'Never underestimating the value of objects you might have in your own home.'
Many people are not aware of the hidden treasures in their homes says Barnebys, the world’s leading search aggregator for auctions which now includes an art and collectables valuation service.
Pontus Silfverstolpe, joint founder of Barnebys, says: “A startling example is The Lost Caravaggio found in a Toulouse farmhouse attic in 2014 that will be sold in June in Toulouse on auction for an expected £100million (about R1.8billion). It’s just one example of never underestimating the value of objects you might have in your own home.”
Silfverstolpe says the case of a Buddha bronze is another example. Cleared from a home and sold cheaply at a flea market, the bronze statue of the Buddhist deity was recently auctioned in New York for more than $2m (about R28m).

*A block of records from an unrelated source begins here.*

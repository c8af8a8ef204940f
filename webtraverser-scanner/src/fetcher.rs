use crate::error::{FetchError, Result};
use crate::graph::EdgeKind;
use reqwest::Client;
use reqwest::header::CONTENT_TYPE;
use scraper::{Html, Selector};
use std::future::Future;
use std::time::Duration;
use tracing::debug;

pub const DEFAULT_USER_AGENT: &str = "webtraverser";
pub const DEFAULT_TIMEOUT_SECS: u64 = 10;

/// What the traverser needs to know about a fetched page.
#[derive(Debug, Clone, Default, PartialEq, Eq)]
pub struct Page {
    pub title: String,
    /// Raw `href` values in document order.
    pub links: Vec<String>,
}

impl Page {
    pub fn new(title: impl Into<String>, links: Vec<String>) -> Self {
        Self {
            title: title.into(),
            links,
        }
    }
}

/// Fetches and parses a single page.
pub trait PageFetcher {
    fn fetch(&self, url: &str) -> impl Future<Output = std::result::Result<Page, FetchError>> + Send;
}

pub struct HttpFetcher {
    client: Client,
}

impl HttpFetcher {
    pub fn new() -> Result<Self> {
        Self::with_options(DEFAULT_USER_AGENT, DEFAULT_TIMEOUT_SECS)
    }

    pub fn with_options(user_agent: &str, timeout_secs: u64) -> Result<Self> {
        let client = Client::builder()
            .user_agent(user_agent)
            .timeout(Duration::from_secs(timeout_secs))
            .connect_timeout(Duration::from_secs(timeout_secs.div_ceil(2)))
            .redirect(reqwest::redirect::Policy::limited(10))
            .build()?;

        Ok(Self { client })
    }
}

impl PageFetcher for HttpFetcher {
    async fn fetch(&self, url: &str) -> std::result::Result<Page, FetchError> {
        debug!("Fetching {}", url);

        let response = self.client.get(url).send().await?;

        let status = response.status();
        if !status.is_success() {
            return Err(FetchError::Status {
                url: url.to_string(),
                status: status.as_u16(),
            });
        }

        let content_type = response
            .headers()
            .get(CONTENT_TYPE)
            .and_then(|v| v.to_str().ok())
            .map(|s| s.to_lowercase());

        if let Some(content_type) = content_type
            && !is_markup(&content_type)
        {
            return Err(FetchError::UnsupportedContentType {
                url: url.to_string(),
                content_type,
            });
        }

        let body = response.text().await?;
        parse_page(&body)
    }
}

/// Text and XML documents are parsed; anything else is refused.
fn is_markup(content_type: &str) -> bool {
    let mime = content_type.split(';').next().unwrap_or("").trim();
    mime.starts_with("text/") || mime == "application/xml" || mime.ends_with("+xml")
}

/// Extract the title and anchor hrefs from an HTML document.
pub fn parse_page(html: &str) -> std::result::Result<Page, FetchError> {
    let document = Html::parse_document(html);

    let title_selector =
        Selector::parse("title").map_err(|e| FetchError::ParseError(e.to_string()))?;
    let link_selector = Selector::parse(EdgeKind::Anchor.selector())
        .map_err(|e| FetchError::ParseError(e.to_string()))?;

    let title = document
        .select(&title_selector)
        .next()
        .map(|element| element.text().collect::<String>())
        .unwrap_or_default();

    let links = document
        .select(&link_selector)
        .map(|element| element.value().attr("href").unwrap_or("").to_string())
        .collect();

    Ok(Page::new(title, links))
}
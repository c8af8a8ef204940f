//! Graphviz description of a [`WebGraph`].

use webtraverser_scanner::{NodeId, WebGraph};

pub const GRAPH_NAME: &str = "web";

/// Global attributes written at the top of every description.
pub const GRAPH_ATTRIBUTES: &[(&str, &str)] = &[("layout", "twopi"), ("ranksep", "5")];

const TAB: &str = "\t";

/// Render `graph` as a `digraph`: attributes, then nodes, then edges, each in
/// insertion order.
pub fn to_dot(graph: &WebGraph) -> String {
    let mut out = String::new();
    out.push_str(&format!("digraph {} {{\n", GRAPH_NAME));

    for (key, value) in GRAPH_ATTRIBUTES {
        out.push_str(&format!("{}{}={}\n", TAB, key, value));
    }

    for (id, node) in graph.nodes() {
        out.push_str(&format!(
            "{}{}[label=<{}<br/><font point-size=\"10\">{}</font>>]\n",
            TAB,
            node_name(id),
            escape_label(&node.title),
            escape_label(&node.url)
        ));
    }

    for (parent, child, edge) in graph.edges() {
        out.push_str(&format!(
            "{}{} -> {} [ label=\"{}\" ]\n",
            TAB,
            node_name(parent),
            node_name(child),
            edge.kind.selector()
        ));
    }

    out.push_str("}\n");
    out
}

pub fn node_name(id: NodeId) -> String {
    format!("n{}", id.index())
}

/// Escape text for use inside an HTML-like label.
pub fn escape_label(text: &str) -> String {
    let mut escaped = String::with_capacity(text.len());
    for c in text.chars() {
        match c {
            '&' => escaped.push_str("&amp;"),
            '<' => escaped.push_str("&lt;"),
            '>' => escaped.push_str("&gt;"),
            '"' => escaped.push_str("&quot;"),
            _ => escaped.push(c),
        }
    }
    escaped
}
//! Hands a graph description to an external renderer (Graphviz by default).

use crate::error::{OutputError, Result};
use std::io;
use std::process::Stdio;
use tokio::io::AsyncWriteExt;
use tokio::process::Command;
use tracing::debug;

pub const DEFAULT_RENDERER: &str = "dot";

#[derive(Debug, Clone)]
pub struct Renderer {
    program: String,
    args: Vec<String>,
}

impl Renderer {
    pub fn new<I, S>(program: impl Into<String>, args: I) -> Self
    where
        I: IntoIterator<Item = S>,
        S: Into<String>,
    {
        Self {
            program: program.into(),
            args: args.into_iter().map(Into::into).collect(),
        }
    }

    /// `<program> -Tsvg`
    pub fn svg(program: impl Into<String>) -> Self {
        Self::new(program, ["-Tsvg"])
    }

    pub fn program(&self) -> &str {
        &self.program
    }

    /// Feed `description` to the renderer's stdin and collect its stdout.
    pub async fn render(&self, description: &str) -> Result<Vec<u8>> {
        debug!("Running {} {:?}", self.program, self.args);

        let mut child = Command::new(&self.program)
            .args(&self.args)
            .stdin(Stdio::piped())
            .stdout(Stdio::piped())
            .stderr(Stdio::piped())
            .kill_on_drop(true)
            .spawn()
            .map_err(|e| self.invocation_error(e))?;

        let mut stdin = child
            .stdin
            .take()
            .ok_or_else(|| self.invocation_error(io::Error::other("stdin not captured")))?;

        // Fed concurrently with draining stdout.
        let input = description.as_bytes().to_vec();
        let writer = tokio::spawn(async move {
            stdin.write_all(&input).await?;
            stdin.shutdown().await
        });

        let output = child
            .wait_with_output()
            .await
            .map_err(|e| self.invocation_error(e))?;

        if !output.status.success() {
            return Err(OutputError::RendererFailed {
                program: self.program.clone(),
                status: output.status,
                stderr: String::from_utf8_lossy(&output.stderr).trim().to_string(),
            });
        }

        writer
            .await
            .map_err(|e| self.invocation_error(io::Error::other(e)))?
            .map_err(|e| self.invocation_error(e))?;

        Ok(output.stdout)
    }

    fn invocation_error(&self, source: io::Error) -> OutputError {
        OutputError::RenderInvocation {
            program: self.program.clone(),
            source,
        }
    }
}

impl Default for Renderer {
    fn default() -> Self {
        Self::svg(DEFAULT_RENDERER)
    }
}
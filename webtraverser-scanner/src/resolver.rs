//! Turns raw `href` values into absolute URLs.
//!
//! Resolution is purely textual. `../` segments, query strings, fragments and
//! scheme-relative (`//host/path`) links are not interpreted; such inputs give
//! odd-looking URLs that simply fail to fetch later on.

use url::Url;

/// Resolve `raw_href` as found on a page against `base`.
///
/// Returns `None` only when the href is empty after trimming.
pub fn resolve(base: &str, raw_href: &str) -> Option<String> {
    let href = raw_href.trim().to_lowercase();
    if href.is_empty() {
        return None;
    }

    if href.starts_with("http") {
        return Some(href);
    }

    if let Some(rest) = href.strip_prefix("./") {
        return Some(join(base, rest));
    }

    if let Some(rest) = href.strip_prefix('/') {
        return Some(join(&site_root(base), rest));
    }

    Some(format!("{}{}", base, href))
}

fn join(base: &str, rest: &str) -> String {
    if base.ends_with('/') {
        format!("{}{}", base, rest)
    } else {
        format!("{}/{}", base, rest)
    }
}

/// `scheme://host[:port]` of `base`, or `base` itself when it has no
/// tuple origin (unparseable or non-hierarchical URLs).
fn site_root(base: &str) -> String {
    match Url::parse(base) {
        Ok(url) if url.origin().is_tuple() => url.origin().ascii_serialization(),
        _ => base.to_string(),
    }
}
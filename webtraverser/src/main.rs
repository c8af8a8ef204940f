use colored::Colorize;
use webtraverser::{command_argument_builder, run};
use webtraverser_core::print_banner;

#[tokio::main]
async fn main() {
    let matches = command_argument_builder().get_matches();

    if !matches.get_flag("quiet") {
        print_banner();
    }

    if let Err(e) = run(&matches).await {
        eprintln!("{} {:#}", "✗".red().bold(), e);
        std::process::exit(1);
    }
}
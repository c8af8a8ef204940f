use thiserror::Error;

/// Failure to fetch or parse a single page. Recovered by the traverser.
#[derive(Error, Debug)]
pub enum FetchError {
    #[error("HTTP request failed: {0}")]
    HttpError(#[from] reqwest::Error),

    #[error("HTTP status {status} for {url}")]
    Status { url: String, status: u16 },

    #[error("Unsupported content type {content_type} for {url}")]
    UnsupportedContentType { url: String, content_type: String },

    #[error("Parse error: {0}")]
    ParseError(String),
}

#[derive(Error, Debug)]
pub enum ScanError {
    #[error("Failed to build HTTP client: {0}")]
    ClientError(#[from] reqwest::Error),

    #[error("Invalid URL: {0}")]
    InvalidUrl(String),
}

pub type Result<T> = std::result::Result<T, ScanError>;
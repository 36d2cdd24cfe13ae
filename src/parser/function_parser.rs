//! CREATE FUNCTION extraction
//!
//! Supported syntax:
//!
//! ```sql
//! CREATE [DEFINER = CURRENT_USER|<identifier>] FUNCTION <name> (<parameters>)
//!     RETURNS <type> [<characteristic>] <routine body>
//! ```
//!
//! Parameters are kept as raw "TYPE name" strings. At most one routine
//! characteristic is recognized; whatever follows it (trimmed) becomes the
//! raw routine body.

use sqlparser::keywords::Keyword;
use sqlparser::tokenizer::Token;

use crate::model::{Characteristic, FunctionDef};

use super::scan;
use super::token_parser::TokenParser;

/// Extract a stored function definition from a normalized CREATE FUNCTION
/// statement.
pub fn parse_create_function(statement: &str) -> Option<FunctionDef> {
    let mut p = TokenParser::new(statement)?;
    p.skip_whitespace();

    if !p.check_keyword(Keyword::CREATE) {
        return None;
    }
    p.advance();
    p.skip_whitespace();

    let mut definer = None;
    if p.check_word_ci("DEFINER") {
        p.advance();
        p.skip_whitespace();
        if !p.check_token(&Token::Eq) {
            return None;
        }
        p.advance();
        p.skip_whitespace();
        definer = Some(parse_definer(&mut p)?);
        p.skip_whitespace();
    }

    if !p.check_keyword(Keyword::FUNCTION) {
        return None;
    }
    p.advance();
    p.skip_whitespace();

    let name = p.parse_identifier()?;
    p.skip_whitespace();

    let raw_parameters = p.consume_parenthesized()?;
    let parameters: Vec<String> = scan::split_outside_brackets(&raw_parameters, ',', '(', ')')
        .into_iter()
        .filter(|segment| !segment.is_empty())
        .map(str::to_string)
        .collect();
    p.skip_whitespace();

    if !p.check_keyword(Keyword::RETURNS) {
        return None;
    }
    p.advance();
    p.skip_whitespace();

    let return_type = p.parse_type_token()?;

    let rest = p.remainder();
    let rest = rest.trim();

    let (characteristic, routine_body) = match match_characteristic(rest) {
        Some((characteristic, start, len)) => {
            (Some(characteristic), rest[start + len..].trim())
        }
        None => (None, rest),
    };

    Some(FunctionDef {
        name,
        definer,
        parameters,
        return_type,
        characteristic,
        routine_body: (!routine_body.is_empty()).then(|| routine_body.to_string()),
    })
}

/// Parse the definer value: `CURRENT_USER` or an identifier, possibly a
/// composite `user@host` form captured as one whitespace-delimited run.
fn parse_definer(p: &mut TokenParser) -> Option<String> {
    let run = p.parse_run()?;
    match run.as_slice() {
        [Token::Word(word)] => Some(word.value.clone()),
        tokens => Some(tokens.iter().map(|t| t.to_string()).collect()),
    }
}

/// Find the earliest routine characteristic in the text; on a shared start
/// position the longest keyword wins, so NOT DETERMINISTIC beats
/// DETERMINISTIC. Returns the characteristic with its byte offset and
/// matched length.
fn match_characteristic(text: &str) -> Option<(Characteristic, usize, usize)> {
    let mut best: Option<(Characteristic, usize, usize)> = None;
    for candidate in Characteristic::ALL {
        let keyword = candidate.as_sql();
        if let Some(pos) = scan::find_ci(text, keyword) {
            let better = match best {
                None => true,
                Some((_, best_pos, best_len)) => {
                    pos < best_pos || (pos == best_pos && keyword.len() > best_len)
                }
            };
            if better {
                best = Some((candidate, pos, keyword.len()));
            }
        }
    }
    best
}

The seller had bought the figure of the deity Cintamanicakra Avalokiteshvara about 20 years ago at a garage flea market for around $100. He took it to a TV show where it was determined it was an ancient Chinese character. At auction Sotheby’s had expected to achieve up to $80000 but the hammer fell at $2.1m.
There are also priceless books waiting to be found. Silfverstolpe says:
“The real gems to look out for include Emily Bronté’s Wuthering Heights, Graham Greene’s Brighton Rock, Dashiell Hammett’s Maltese Falcon, Ian Fleming’s Casino Royale, Beatrix Potter’s Peter Rabbit and James Joyce’s Ulysses.
“JK Rowling’s Harry Potter and the Philosopher’s Stone sold for £10.99 in 1997. Last year, the same book fetched £27370 at Bloomsbury Auctions in London. Get a qualified book dealer or auction house expert to value your books before you dump them.
“Even if the BBC Antiques Roadshow has made generations of global TV viewers aware of the value of antiques, many people do not know what they have in their homes or what they could find in car boot sales and junk shops.”
Barnebys hosts 2000 auction houses on its website and directs art collectors to appropriate auction houses.